Work order: Each line from the first down to the one containing "use crate::ast::cs;" should be returned exactly as it appears below.

Data shown:
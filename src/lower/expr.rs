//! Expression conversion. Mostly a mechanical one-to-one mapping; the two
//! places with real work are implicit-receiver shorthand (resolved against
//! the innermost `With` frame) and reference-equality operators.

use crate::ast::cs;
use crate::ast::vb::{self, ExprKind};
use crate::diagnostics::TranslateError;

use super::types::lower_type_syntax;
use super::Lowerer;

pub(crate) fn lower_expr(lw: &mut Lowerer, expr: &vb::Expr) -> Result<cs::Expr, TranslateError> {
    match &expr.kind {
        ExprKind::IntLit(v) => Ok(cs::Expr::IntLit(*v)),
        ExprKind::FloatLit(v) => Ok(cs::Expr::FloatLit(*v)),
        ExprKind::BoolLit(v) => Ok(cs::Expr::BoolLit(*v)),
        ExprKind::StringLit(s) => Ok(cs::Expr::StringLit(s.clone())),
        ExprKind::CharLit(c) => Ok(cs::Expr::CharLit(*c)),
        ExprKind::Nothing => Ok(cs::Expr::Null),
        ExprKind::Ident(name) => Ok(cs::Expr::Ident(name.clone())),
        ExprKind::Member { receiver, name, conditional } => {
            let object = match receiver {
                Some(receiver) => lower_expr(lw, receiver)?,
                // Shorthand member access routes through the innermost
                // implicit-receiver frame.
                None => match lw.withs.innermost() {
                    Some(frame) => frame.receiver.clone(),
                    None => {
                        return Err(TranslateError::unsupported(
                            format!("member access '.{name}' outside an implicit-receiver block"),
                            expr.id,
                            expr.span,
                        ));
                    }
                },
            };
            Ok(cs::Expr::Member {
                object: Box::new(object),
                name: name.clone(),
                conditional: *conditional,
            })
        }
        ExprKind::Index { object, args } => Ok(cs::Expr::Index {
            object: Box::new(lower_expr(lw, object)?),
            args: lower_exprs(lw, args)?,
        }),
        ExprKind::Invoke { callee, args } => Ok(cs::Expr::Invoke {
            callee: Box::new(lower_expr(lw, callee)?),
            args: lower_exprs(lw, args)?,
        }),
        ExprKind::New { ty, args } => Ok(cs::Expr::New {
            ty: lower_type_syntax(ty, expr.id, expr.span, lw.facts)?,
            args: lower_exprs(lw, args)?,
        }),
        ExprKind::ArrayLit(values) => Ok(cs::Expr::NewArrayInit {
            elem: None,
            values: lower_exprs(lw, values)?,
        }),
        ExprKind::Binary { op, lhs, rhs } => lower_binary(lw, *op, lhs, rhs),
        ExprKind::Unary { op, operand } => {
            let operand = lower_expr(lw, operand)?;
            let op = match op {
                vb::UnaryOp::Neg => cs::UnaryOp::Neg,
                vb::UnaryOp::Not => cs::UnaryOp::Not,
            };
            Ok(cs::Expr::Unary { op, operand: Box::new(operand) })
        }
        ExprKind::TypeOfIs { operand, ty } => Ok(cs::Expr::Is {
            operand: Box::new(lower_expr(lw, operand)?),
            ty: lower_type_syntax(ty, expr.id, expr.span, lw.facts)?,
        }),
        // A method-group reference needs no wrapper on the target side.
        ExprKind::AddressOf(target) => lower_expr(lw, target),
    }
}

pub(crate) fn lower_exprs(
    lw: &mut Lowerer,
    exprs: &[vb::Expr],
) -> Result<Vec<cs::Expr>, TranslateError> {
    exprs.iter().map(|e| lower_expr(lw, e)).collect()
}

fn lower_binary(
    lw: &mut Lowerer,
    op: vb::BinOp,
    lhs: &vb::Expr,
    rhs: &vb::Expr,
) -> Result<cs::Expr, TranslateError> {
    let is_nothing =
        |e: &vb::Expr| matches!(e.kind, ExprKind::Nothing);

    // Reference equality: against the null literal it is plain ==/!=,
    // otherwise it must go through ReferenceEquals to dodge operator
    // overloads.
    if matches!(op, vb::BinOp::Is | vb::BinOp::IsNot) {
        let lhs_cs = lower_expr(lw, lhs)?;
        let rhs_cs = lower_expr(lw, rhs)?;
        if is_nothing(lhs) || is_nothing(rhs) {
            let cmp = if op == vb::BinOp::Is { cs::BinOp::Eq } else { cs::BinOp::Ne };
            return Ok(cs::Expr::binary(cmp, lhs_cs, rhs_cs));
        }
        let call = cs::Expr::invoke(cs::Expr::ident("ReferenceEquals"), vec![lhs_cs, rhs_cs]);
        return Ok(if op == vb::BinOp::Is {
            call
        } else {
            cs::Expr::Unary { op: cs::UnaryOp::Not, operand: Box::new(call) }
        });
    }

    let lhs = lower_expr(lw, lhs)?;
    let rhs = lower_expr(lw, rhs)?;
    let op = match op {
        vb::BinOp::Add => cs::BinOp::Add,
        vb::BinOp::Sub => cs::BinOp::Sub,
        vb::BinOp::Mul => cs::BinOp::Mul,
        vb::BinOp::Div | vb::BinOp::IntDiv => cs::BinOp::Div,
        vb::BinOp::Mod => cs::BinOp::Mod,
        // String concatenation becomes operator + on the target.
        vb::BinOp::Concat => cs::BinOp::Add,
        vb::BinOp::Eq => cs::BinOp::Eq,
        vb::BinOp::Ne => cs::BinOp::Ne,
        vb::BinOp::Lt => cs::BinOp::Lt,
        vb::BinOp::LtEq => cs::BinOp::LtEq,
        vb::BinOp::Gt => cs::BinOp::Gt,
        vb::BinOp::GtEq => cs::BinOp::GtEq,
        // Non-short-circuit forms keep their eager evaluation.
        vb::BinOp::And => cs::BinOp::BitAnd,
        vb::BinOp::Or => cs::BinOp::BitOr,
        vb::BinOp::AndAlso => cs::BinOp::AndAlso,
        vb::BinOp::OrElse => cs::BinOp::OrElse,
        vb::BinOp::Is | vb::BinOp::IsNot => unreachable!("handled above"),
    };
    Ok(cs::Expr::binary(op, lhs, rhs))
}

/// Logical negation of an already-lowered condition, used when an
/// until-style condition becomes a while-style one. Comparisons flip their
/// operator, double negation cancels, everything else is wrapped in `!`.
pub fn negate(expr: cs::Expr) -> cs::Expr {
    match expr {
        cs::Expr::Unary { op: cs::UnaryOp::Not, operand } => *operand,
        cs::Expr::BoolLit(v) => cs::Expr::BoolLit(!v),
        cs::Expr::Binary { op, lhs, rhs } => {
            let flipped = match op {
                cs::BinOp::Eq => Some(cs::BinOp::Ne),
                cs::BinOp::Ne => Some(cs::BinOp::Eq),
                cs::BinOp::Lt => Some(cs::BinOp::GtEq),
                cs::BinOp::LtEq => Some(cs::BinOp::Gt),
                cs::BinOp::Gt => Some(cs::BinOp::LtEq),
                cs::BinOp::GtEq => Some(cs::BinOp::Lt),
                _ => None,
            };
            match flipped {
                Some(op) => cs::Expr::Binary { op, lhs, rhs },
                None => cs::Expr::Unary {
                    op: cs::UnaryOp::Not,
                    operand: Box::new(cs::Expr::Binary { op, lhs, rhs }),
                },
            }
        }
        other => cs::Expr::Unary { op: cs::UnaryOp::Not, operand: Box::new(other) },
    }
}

Result of the task:
filename src/lower/expr.rs
//! Expression conversion. Mostly a mechanical one-to-one mapping; the two
//! places with real work are implicit-receiver shorthand (resolved against
//! the innermost `With` frame) and reference-equality operators.

use crate::ast::cs;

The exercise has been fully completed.